The gospel writers did much the same thing. Set aside for the moment how they appear to present Jesus as unmarried and childless – that alone was a culturally and religiously subversive position in his own society. Even more significant is how the gospel writers chose to portray his teaching. According to Luke, Jesus turned to a large crowd that was traveling with him along a road and said, “Whoever comes to me and does not hate father and mother, wife and children, [and] brothers and sisters…cannot be my disciple” (14:26). According to both Matthew and Luke, to a man who wished to be his disciple but wanted first to attend to his father’s funeral Jesus said, “Follow me, and let the dead bury their own dead”(Mt. 8:22, Lk 9:60). According to Matthew, Mark and Luke, when told that his mother and brothers wanted to see him Jesus pointed to his disciples and said “Here are my mother and my brothers. For whoever does the will of my father in Heaven is my brother and sister and mother” (Mt 12:48, Mk 3:33, Lk 8:21).

To put it mildly, Jesus does not appear to care much for marriage and biological families. According to the Acts of the Apostles, the earliest Christian communities took that posture to heart, displaced the biological family with the “faith family” and created their own micro-economic system. Rather than establishing individual household units, Luke writes, those first Christians did not claim “ownership of any private possessions, but everything they owned was held in common” (4:32). Paul seems likewise to have been shaped by this radical, first-century reassessment of what family means. Paul worried that marriage was a distraction from the more important work of Christian ministry (1 Cor. 7:32-39). In his view, marriage was, at best, a last-ditch solution for those who could not otherwise control their lust (1 Cor. 7:9).

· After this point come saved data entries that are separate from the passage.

use serde::{Deserialize, Serialize};
use serde_json::Value;

use super::{one_of, required, to_patch, to_row, trimmed, Payload, Resource};
use crate::error::ApiError;
use crate::supabase::{Filter, Row, Store, StoreError, TableQuery};

pub const ENTRY_TYPES: &[&str] = &["phone", "email", "ip"];

pub struct Blacklist;

impl Resource for Blacklist {
    const TABLE: &'static str = "blacklist";
    const NAME: &'static str = "Blacklist entry";
    const SEARCH_COLUMNS: &'static [&'static str] = &["value", "reason"];
    const FILTER_COLUMNS: &'static [&'static str] = &["entry_type"];
    const UPSERT_ON: Option<&'static str> = Some("entry_type,value");

    type Create = NewBlacklistEntry;
    type Update = BlacklistUpdate;
}

pub fn normalize_email(value: &str) -> String {
    value.trim().to_lowercase()
}

/// Digits only, keeping a leading `+`.
pub fn normalize_phone(value: &str) -> String {
    let value = value.trim();
    let digits: String = value.chars().filter(char::is_ascii_digit).collect();
    if value.starts_with('+') {
        format!("+{}", digits)
    } else {
        digits
    }
}

pub fn normalize(entry_type: &str, value: &str) -> String {
    match entry_type {
        "email" => normalize_email(value),
        "phone" => normalize_phone(value),
        _ => value.trim().to_string(),
    }
}

#[derive(Debug, Deserialize, Serialize)]
pub struct NewBlacklistEntry {
    pub entry_type: String,
    pub value: String,
    pub reason: Option<String>,
}

impl Payload for NewBlacklistEntry {
    fn into_row(mut self) -> Result<Row, ApiError> {
        self.entry_type = one_of("entry_type", &self.entry_type, ENTRY_TYPES)?;
        self.value = normalize(&self.entry_type, &required("value", &self.value)?);
        if self.value.is_empty() || self.value == "+" {
            return Err(ApiError::bad_request("value is required"));
        }
        self.reason = trimmed(self.reason);
        to_row(&self)
    }
}

#[derive(Debug, Default, Deserialize, Serialize)]
pub struct BlacklistUpdate {
    pub reason: Option<String>,
}

impl Payload for BlacklistUpdate {
    fn into_row(self) -> Result<Row, ApiError> {
        to_patch(&self)
    }
}

/// True when the email or phone of a public submission is blacklisted.
pub async fn is_blocked(
    store: &dyn Store,
    email: Option<&str>,
    phone: Option<&str>,
) -> Result<bool, StoreError> {
    let mut candidates = Vec::new();
    if let Some(email) = email {
        candidates.push(("email", normalize_email(email)));
    }
    if let Some(phone) = phone {
        candidates.push(("phone", normalize_phone(phone)));
    }
    if candidates.is_empty() {
        return Ok(false);
    }

    let values = candidates.iter().map(|(_, value)| value.clone()).collect();
    let query = TableQuery::new()
        .select("entry_type,value")
        .filter(Filter::In("value".into(), values));
    let page = store.select(Blacklist::TABLE, &query).await?;

    Ok(page.rows.iter().any(|row| {
        let entry_type = row.get("entry_type").and_then(Value::as_str);
        let value = row.get("value").and_then(Value::as_str);
        candidates
            .iter()
            .any(|(kind, candidate)| entry_type == Some(*kind) && value == Some(candidate.as_str()))
    }))
}

#[cfg(test)]
mod tests {
    use super::*;
    use crate::supabase::MemoryStore;
    use serde_json::json;

    #[test]
    fn normalizes_values() {
        assert_eq!(normalize_phone("+91 98200-00000"), "+919820000000");
        assert_eq!(normalize_phone("(022) 2345 6789"), "02223456789");
        assert_eq!(normalize_email("  Spam@Mail.COM "), "spam@mail.com");
    }

    #[test]
    fn entry_is_normalized_on_create() {
        let entry: NewBlacklistEntry = serde_json::from_value(json!({
            "entry_type": "Phone", "value": "+91 99999 11111", "reason": " broker spam "
        }))
        .unwrap();
        let row = entry.into_row().unwrap();
        assert_eq!(row["entry_type"], "phone");
        assert_eq!(row["value"], "+919999911111");
        assert_eq!(row["reason"], "broker spam");
    }

    #[tokio::test]
    async fn matches_on_type_and_value() {
        let store = MemoryStore::new();
        store
            .seed(
                "blacklist",
                vec![
                    json!({"entry_type": "email", "value": "spam@mail.com"}),
                    json!({"entry_type": "ip", "value": "+919999911111"}),
                ]
                .into_iter()
                .filter_map(|v| v.as_object().cloned())
                .collect(),
            )
            .await;

        assert!(is_blocked(&store, Some("SPAM@mail.com"), None).await.unwrap());
        // same value under a different entry type does not count
        assert!(!is_blocked(&store, None, Some("+91 99999 11111")).await.unwrap());
        assert!(!is_blocked(&store, Some("ok@mail.com"), Some("123")).await.unwrap());
        assert!(!is_blocked(&store, None, None).await.unwrap());
    }
}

I’m not suggesting that the Bible is so out of touch with today’s world that we can’t read it anymore. To the contrary, my point is just this: precisely because even biblical writers seemed committed to subverting their own cultural standards for the sake of divinely good news, we can find the hope, the energy, the inspiration, and the divine cheer-leading to do the same thing today.

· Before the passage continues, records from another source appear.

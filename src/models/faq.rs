use serde::{Deserialize, Serialize};

use super::{required, to_patch, to_row, Payload, Resource};
use crate::error::ApiError;
use crate::supabase::Row;

pub struct Faqs;

impl Resource for Faqs {
    const TABLE: &'static str = "faqs";
    const NAME: &'static str = "FAQ";
    const DEFAULT_ORDER: &'static str = "position.asc";
    const SEARCH_COLUMNS: &'static [&'static str] = &["question"];
    const FILTER_COLUMNS: &'static [&'static str] = &["category", "is_active"];
    const TOGGLE_COLUMN: Option<&'static str> = Some("is_active");

    type Create = NewFaq;
    type Update = FaqUpdate;
}

fn default_category() -> String {
    "general".to_string()
}

fn default_true() -> bool {
    true
}

#[derive(Debug, Deserialize, Serialize)]
pub struct NewFaq {
    pub question: String,
    pub answer: String,
    #[serde(default = "default_category")]
    pub category: String,
    #[serde(default)]
    pub position: i32,
    #[serde(default = "default_true")]
    pub is_active: bool,
}

impl Payload for NewFaq {
    fn into_row(mut self) -> Result<Row, ApiError> {
        self.question = required("question", &self.question)?;
        self.answer = required("answer", &self.answer)?;
        self.category = self.category.trim().to_lowercase();
        to_row(&self)
    }
}

#[derive(Debug, Default, Deserialize, Serialize)]
pub struct FaqUpdate {
    pub question: Option<String>,
    pub answer: Option<String>,
    pub category: Option<String>,
    pub position: Option<i32>,
    pub is_active: Option<bool>,
}

impl Payload for FaqUpdate {
    fn into_row(mut self) -> Result<Row, ApiError> {
        if let Some(question) = &self.question {
            self.question = Some(required("question", question)?);
        }
        if let Some(answer) = &self.answer {
            self.answer = Some(required("answer", answer)?);
        }
        self.category = self.category.map(|c| c.trim().to_lowercase());
        to_patch(&self)
    }
}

We could do that, not just about the highly-charged notion of “family,” but about all sorts of questions and issues we face today — concerning economics, race and ethnicity, caring for the environment, transforming despairing loneliness into communal hope and affection — and so much more!

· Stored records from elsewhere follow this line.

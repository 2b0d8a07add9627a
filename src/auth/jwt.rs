use async_trait::async_trait;
use jsonwebtoken::{decode, Algorithm, DecodingKey, Validation};
use serde::{Deserialize, Serialize};

use super::{application_role, AuthError, AuthUser, Metadata, TokenVerifier};

pub const AUDIENCE: &str = "authenticated";

/// Claims of a Supabase access token.
#[derive(Debug, Serialize, Deserialize)]
pub struct Claims {
    pub sub: String,
    pub exp: usize,
    #[serde(default)]
    pub aud: String,
    #[serde(default)]
    pub email: Option<String>,
    #[serde(default)]
    pub role: Option<String>,
    #[serde(default)]
    pub app_metadata: Metadata,
    #[serde(default)]
    pub user_metadata: Metadata,
}

/// Verifies HS256 tokens locally with the project's JWT secret.
pub struct JwtVerifier {
    key: DecodingKey,
    validation: Validation,
}

impl JwtVerifier {
    pub fn new(secret: &str) -> Self {
        let mut validation = Validation::new(Algorithm::HS256);
        validation.set_audience(&[AUDIENCE]);

        Self {
            key: DecodingKey::from_secret(secret.as_bytes()),
            validation,
        }
    }

    pub fn decode_claims(&self, token: &str) -> Result<Claims, AuthError> {
        decode::<Claims>(token, &self.key, &self.validation)
            .map(|data| data.claims)
            .map_err(|e| AuthError::Invalid(e.to_string()))
    }
}

#[async_trait]
impl TokenVerifier for JwtVerifier {
    async fn verify(&self, token: &str) -> Result<AuthUser, AuthError> {
        let claims = self.decode_claims(token)?;
        let role = application_role(&claims.app_metadata);

        Ok(AuthUser {
            id: claims.sub,
            email: claims.email,
            role,
        })
    }
}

I’m eager to continue reading the Bible with others, in community, who seek ways to transform our world with a peculiar faith, an inspiring hope, and a transforming love (1 Corinthians 13:13). I believe the wide world is not just ready but eager and desperate for Christian communities to do precisely that. And it can begin, oddly enough, by reading the Bible together.

The Bible is truly a peculiar book – thank God!